Saved entries

------------------------------

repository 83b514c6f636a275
use axum::extract::State;
use axum::Json;

use crate::api::state::AppState;
use crate::api::ApiError;
use crate::calculate::aggregate;
use crate::models::DatasetStats;

/// GET /getStats
///
/// `averageIMC` is the mean over players with a positive height. Players
/// without one still count toward the country ratios and the median height.
pub async fn get_stats(State(state): State<AppState>) -> Result<Json<DatasetStats>, ApiError> {
    let players = state.storage.players().read_all()?;
    let stats = aggregate(&players)?;

    tracing::debug!(
        "Computed stats over {} players, best country {}",
        players.len(),
        stats.best_country
    );

    Ok(Json(stats))
}
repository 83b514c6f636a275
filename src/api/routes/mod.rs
pub mod health;
pub mod players;
pub mod stats;
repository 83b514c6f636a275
use axum::Json;
use serde::Serialize;

#[derive(Debug, Serialize)]
pub struct HealthResponse {
    pub status: &'static str,
    pub version: &'static str,
}

pub async fn health_check() -> Json<HealthResponse> {
    Json(HealthResponse {
        status: "ok",
        version: env!("CARGO_PKG_VERSION"),
    })
}
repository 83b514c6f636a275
use std::sync::Arc;

use crate::storage::StorageConfig;

#[derive(Clone)]
pub struct AppState {
    pub storage: Arc<StorageConfig>,
}
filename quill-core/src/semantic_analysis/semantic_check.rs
//! Checks that collect every violation instead of stopping at the first one.
//!
//! The pass runs after type checking, so variable types are known, and reports:
//! globals that are not constants, class instances that would be aliased by a plain
//! `=`, assignments to constants, references to undeclared names, traits that do not
//! exist or are not fully implemented, and variables whose type could not be inferred.

use super::namespace::{self, ClazzScope, LocalScope, Scope};
use crate::{
    error::{ok, CompileResult},
    language::*,
    visit::{self, Visitor},
    CompilationContext,
};
use quill_error::{error::CompileError, type_error::TypeError};
use quill_types::{constants, Ident, Spanned};

/// Runs the checks over `module` and returns everything found as non-fatal errors.
pub fn semantic_check_module(ctx: &CompilationContext, module: &mut Module) -> CompileResult<()> {
    let module: &Module = module;
    let mut checker = SemanticChecker::new(ctx, module);
    checker.visit_module(module);
    ok((), vec![], checker.errors)
}

struct SemanticChecker<'a> {
    ctx: &'a CompilationContext,
    module: &'a Module,
    clazz: Option<usize>,
    in_constructor: bool,
    formals: Vec<Variable>,
    locals: LocalScope,
    errors: Vec<CompileError>,
}

impl<'a> SemanticChecker<'a> {
    fn new(ctx: &'a CompilationContext, module: &'a Module) -> Self {
        SemanticChecker {
            ctx,
            module,
            clazz: None,
            in_constructor: false,
            formals: vec![],
            locals: LocalScope::new(),
            errors: vec![],
        }
    }

    fn resolve(&self, name: &str) -> Option<Declaration> {
        let scope = Scope {
            module: self.module,
            clazz: self.clazz.and_then(|index| {
                self.module
                    .clazzes
                    .get(index)
                    .map(|clazz| ClazzScope { index, clazz })
            }),
            formals: &self.formals,
            locals: Some(&self.locals),
        };
        namespace::resolve(self.ctx, &scope, name)
    }

    fn check_inferred(&mut self, variable: &Variable) {
        if variable.ty.is_undetermined() {
            self.errors.push(
                TypeError::UnknownType {
                    span: variable.name.span(),
                }
                .into(),
            );
        }
    }

    /// `let target = source` or `target = source` where `source` holds a class instance
    /// copies the reference, which is only allowed for classes that implement `Copy`.
    /// Storing an instance in a field is not aliasing.
    fn check_aliasing(&mut self, target: &Ident, value: &Expression) {
        let Expression::Reference(source) = value else {
            return;
        };
        let Some(decl) = self.resolve(source.name.as_str()) else {
            return;
        };
        if !decl.is_variable() {
            return;
        }
        let Type::Clazz(clazz) = decl.ty() else {
            return;
        };
        let is_copy = namespace::with_clazz(self.ctx, self.module, &clazz, |_, found| {
            found.implements(constants::COPY_TRAIT_NAME)
        })
        .unwrap_or(false);
        if !is_copy {
            self.errors.push(CompileError::AliasedClassInstance {
                name: target.clone(),
                source_name: source.name.clone(),
                clazz_name: clazz.name.to_string(),
                span: value.span(),
            });
        }
    }

    fn check_traits(&mut self, clazz: &Clazz) {
        for trait_name in &clazz.traits {
            if trait_name.as_str() == constants::COPY_TRAIT_NAME {
                continue;
            }
            let scope = Scope::module_level(self.module);
            let Some(Declaration::Trait { module, index, .. }) =
                namespace::resolve(self.ctx, &scope, trait_name.as_str())
            else {
                self.errors.push(CompileError::UnknownTrait {
                    name: trait_name.clone(),
                    span: trait_name.span(),
                });
                continue;
            };
            let required = self.trait_method_names(&module, index);
            let missing: Vec<String> = required
                .into_iter()
                .filter(|name| {
                    namespace::last_named(&clazz.methods, name).is_none()
                        && !(name == constants::CONSTRUCTOR_NAME && clazz.constructor.is_some())
                })
                .collect();
            if !missing.is_empty() {
                self.errors.push(CompileError::MissingTraitMethods {
                    clazz_name: clazz.name.clone(),
                    trait_name: trait_name.clone(),
                    missing,
                    span: trait_name.span(),
                });
            }
        }
    }

    fn trait_method_names(&self, module: &Ident, index: usize) -> Vec<String> {
        let names = |found: &Module| {
            found
                .traits
                .get(index)
                .map(|t| t.methods.iter().map(|m| m.name.to_string()).collect())
                .unwrap_or_default()
        };
        if module == &self.module.name {
            names(self.module)
        } else {
            self.ctx
                .registry()
                .get(module.as_str())
                .map(|found| names(&found))
                .unwrap_or_default()
        }
    }
}

impl Visitor for SemanticChecker<'_> {
    fn visit_global_variable(&mut self, variable: &Variable) {
        if !variable.is_constant {
            self.errors.push(CompileError::GlobalMustBeConstant {
                name: variable.name.clone(),
                span: variable.span.clone(),
            });
        }
        self.check_inferred(variable);
        visit::walk_variable(self, variable);
    }

    fn visit_clazz(&mut self, clazz: &Clazz) {
        self.clazz = self
            .module
            .clazzes
            .iter()
            .position(|candidate| std::ptr::eq(candidate, clazz));
        self.check_traits(clazz);
        for field in &clazz.fields {
            self.visit_field(field);
        }
        if let Some(constructor) = &clazz.constructor {
            self.in_constructor = true;
            self.visit_function(constructor);
            self.in_constructor = false;
        }
        for method in &clazz.methods {
            self.visit_function(method);
        }
        self.clazz = None;
    }

    fn visit_field(&mut self, field: &Variable) {
        self.check_inferred(field);
        visit::walk_variable(self, field);
    }

    fn visit_function(&mut self, function: &Function) {
        self.formals = function.formals.clone();
        self.locals = LocalScope::new();
        visit::walk_function(self, function);
        self.formals.clear();
        self.locals = LocalScope::new();
    }

    fn visit_block(&mut self, block: &Block) {
        self.locals.push_frame();
        visit::walk_block(self, block);
        self.locals.pop_frame();
    }

    fn visit_variable_declaration(&mut self, stmt: &VariableDeclarationStatement) {
        let variable = &stmt.variable;
        visit::walk_variable(self, variable);
        if let Some(init) = &variable.initial_expression {
            self.check_aliasing(&variable.name, init);
        }
        self.check_inferred(variable);
        self.locals
            .declare(variable.name.clone(), variable.ty.clone(), variable.is_constant);
    }

    fn visit_variable_reassignment(&mut self, stmt: &VariableReassignmentStatement) {
        let name = &stmt.target.name;
        match self.resolve(name.as_str()) {
            None => self.errors.push(CompileError::UnknownVariable {
                var_name: name.clone(),
                span: name.span(),
            }),
            Some(decl) if !decl.is_mutable() => {
                self.errors.push(CompileError::AssignmentToConstant {
                    name: name.clone(),
                    span: stmt.span.clone(),
                })
            }
            Some(_) => (),
        }
        self.visit_expression(&stmt.expression);
        self.check_aliasing(name, &stmt.expression);
    }

    fn visit_field_setter(&mut self, stmt: &FieldSetterStatement) {
        self.visit_expression(&stmt.object);
        self.visit_expression(&stmt.expression);
        let on_this = matches!(
            &stmt.object,
            Expression::Reference(r) if r.name.as_str() == constants::THIS_KEYWORD
        );
        let initializing = self.in_constructor && on_this;
        if let Some(Declaration::Field(field)) = &stmt.field.resolved {
            if field.is_constant && !initializing {
                self.errors.push(CompileError::AssignmentToConstant {
                    name: field.name.clone(),
                    span: stmt.span.clone(),
                });
            }
        }
    }

    fn visit_reference(&mut self, reference: &Reference) {
        if self.resolve(reference.name.as_str()).is_none() {
            self.errors.push(CompileError::UnknownVariable {
                var_name: reference.name.clone(),
                span: reference.name.span(),
            });
        }
    }
}

#[cfg(test)]
mod tests {
    use super::*;
    use crate::{parse_module, semantic_analysis::type_check_module};
    use pretty_assertions::assert_eq;

    fn errors(src: &str) -> Vec<CompileError> {
        let ctx = CompilationContext::new();
        let mut module = parse_module(src);
        let res = type_check_module(&ctx, &mut module);
        assert!(res.errors.is_empty(), "{:?}", res.errors);
        semantic_check_module(&ctx, &mut module).errors
    }

    #[test]
    fn self_initialization_is_unknown_and_untyped() {
        let errors = errors("fn f() { let x = x; }");
        assert_eq!(errors.len(), 2, "{errors:?}");
        assert!(matches!(
            &errors[0],
            CompileError::UnknownVariable { var_name, .. } if var_name.as_str() == "x"
        ));
        assert!(matches!(errors[1], CompileError::TypeError(TypeError::UnknownType { .. })));
    }

    #[test]
    fn constant_globals_are_accepted() {
        assert_eq!(errors("let a = 1; let b = a + 1; let c = true;"), vec![]);
    }

    #[test]
    fn storing_an_instance_in_a_field_is_not_aliasing() {
        let errors = errors(
            "class Acc { var v: Int = 0; }
             class Holder {
                 var acc: Acc = new Acc();
                 fn init(a: Acc) { this.acc = a; }
                 fn swap(b: Acc) { this.acc = b; }
             }",
        );
        assert_eq!(errors, vec![]);
    }

    #[test]
    fn binding_an_instance_to_a_second_name_is_aliasing() {
        let errors = errors(
            "class Acc { var v: Int = 0; }
             fn f(a: Acc) { var b = new Acc(); b = a; }",
        );
        assert!(matches!(
            &errors[..],
            [CompileError::AliasedClassInstance { name, .. }] if name.as_str() == "b"
        ));
    }
}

------------------------------

### What to do
Using the data above, copy each line that contains "height".

### Solution to this exercise
/// `averageIMC` is the mean over players with a positive height. Players
/// without one still count toward the country ratios and the median height.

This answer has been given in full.